Your answer must be an exact copy of every record.
*** Block opens ***
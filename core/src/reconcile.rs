//! Tick and offline reconciliation. These are the only places atoms are produced.
//!
//! The live loop calls `tick(state, 1)` once per wall-clock second and does
//! not compensate for timer drift. `reconcile_offline` runs exactly once per
//! load, before the live loop starts, and advances `last_saved` so a second
//! call with the same `now` credits nothing.

use crate::{
    state::GameState,
    types::Timestamp,
};

/// Credit `elapsed_seconds` of production.
pub fn tick(state: &GameState, elapsed_seconds: u64) -> GameState {
    let mut next = state.clone();
    next.resources.atom_count += state.resources.effective_rate() * elapsed_seconds as f64;
    next
}

#[derive(Debug, Clone, PartialEq)]
pub struct OfflineReport {
    pub state: GameState,
    pub elapsed_seconds: u64,
    pub atoms_earned: f64,
}

impl OfflineReport {
    fn nothing(state: &GameState) -> Self {
        Self { state: state.clone(), elapsed_seconds: 0, atoms_earned: 0.0 }
    }
}

/// Credit whole seconds elapsed since `last_saved`.
///
/// A state without `last_saved`, or a `now` that is not at least one full
/// second later (including clocks that moved backwards), credits nothing
/// and leaves the state untouched.
pub fn reconcile_offline(state: &GameState, now: Timestamp) -> OfflineReport {
    let Some(last_saved) = state.last_saved else {
        return OfflineReport::nothing(state);
    };

    let elapsed = now.saturating_sub(last_saved).div_euclid(1000);
    if elapsed <= 0 {
        return OfflineReport::nothing(state);
    }
    let elapsed_seconds = elapsed as u64;

    let atoms_earned = state.resources.effective_rate() * elapsed_seconds as f64;
    let mut next = state.clone();
    next.resources.atom_count += atoms_earned;
    next.last_saved = Some(now);

    log::info!(
        "offline: credited {atoms_earned:.2} atoms for {elapsed_seconds}s away"
    );

    OfflineReport { state: next, elapsed_seconds, atoms_earned }
}
//! Shared primitive types used across the whole engine.

/// Dense catalog index of an upgrade. Also indexes `GameState::upgrades`.
pub type UpgradeId = usize;

/// Index of a group in catalog order.
pub type GroupIndex = usize;

/// Index of a subgroup inside its group.
pub type SubgroupIndex = usize;

/// Wall-clock time in epoch milliseconds.
pub type Timestamp = i64;

/// Stable identifier of a persisted save slot (v4 UUID string).
pub type SaveId = String;

/// Generate a fresh save slot identifier.
pub fn new_save_id() -> SaveId {
    uuid::Uuid::new_v4().to_string()
}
*** Block closes ***
▸ **Solution below**:
filename core/src/reconcile.rs
//! Tick and offline reconciliation. These are the only places atoms are produced.
//!
//! The live loop calls `tick(state, 1)` once per wall-clock second and does
//! not compensate for timer drift. `reconcile_offline` runs exactly once per
//! load, before the live loop starts, and advances `last_saved` so a second
//! call with the same `now` credits nothing.

use crate::{
    state::GameState,
    types::Timestamp,
};

/// Credit `elapsed_seconds` of production.
pub fn tick(state: &GameState, elapsed_seconds: u64) -> GameState {
    let mut next = state.clone();
    next.resources.atom_count += state.resources.effective_rate() * elapsed_seconds as f64;
    next
}

#[derive(Debug, Clone, PartialEq)]
pub struct OfflineReport {
    pub state: GameState,
    pub elapsed_seconds: u64,
    pub atoms_earned: f64,
}

impl OfflineReport {
    fn nothing(state: &GameState) -> Self {
        Self { state: state.clone(), elapsed_seconds: 0, atoms_earned: 0.0 }
    }
}

/// Credit whole seconds elapsed since `last_saved`.
///
/// A state without `last_saved`, or a `now` that is not at least one full
/// second later (including clocks that moved backwards), credits nothing
/// and leaves the state untouched.
pub fn reconcile_offline(state: &GameState, now: Timestamp) -> OfflineReport {
    let Some(last_saved) = state.last_saved else {
        return OfflineReport::nothing(state);
    };

    let elapsed = now.saturating_sub(last_saved).div_euclid(1000);
    if elapsed <= 0 {
        return OfflineReport::nothing(state);
    }
    let elapsed_seconds = elapsed as u64;

    let atoms_earned = state.resources.effective_rate() * elapsed_seconds as f64;
    let mut next = state.clone();
    next.resources.atom_count += atoms_earned;
    next.last_saved = Some(now);

    log::info!(
        "offline: credited {atoms_earned:.2} atoms for {elapsed_seconds}s away"
    );

    OfflineReport { state: next, elapsed_seconds, atoms_earned }
}
//! Shared primitive types used across the whole engine.

/// Dense catalog index of an upgrade. Also indexes `GameState::upgrades`.
pub type UpgradeId = usize;

/// Index of a group in catalog order.
pub type GroupIndex = usize;

/// Index of a subgroup inside its group.
pub type SubgroupIndex = usize;

/// Wall-clock time in epoch milliseconds.
pub type Timestamp = i64;

/// Stable identifier of a persisted save slot (v4 UUID string).
pub type SaveId = String;

/// Generate a fresh save slot identifier.
pub fn new_save_id() -> SaveId {
    uuid::Uuid::new_v4().to_string()
}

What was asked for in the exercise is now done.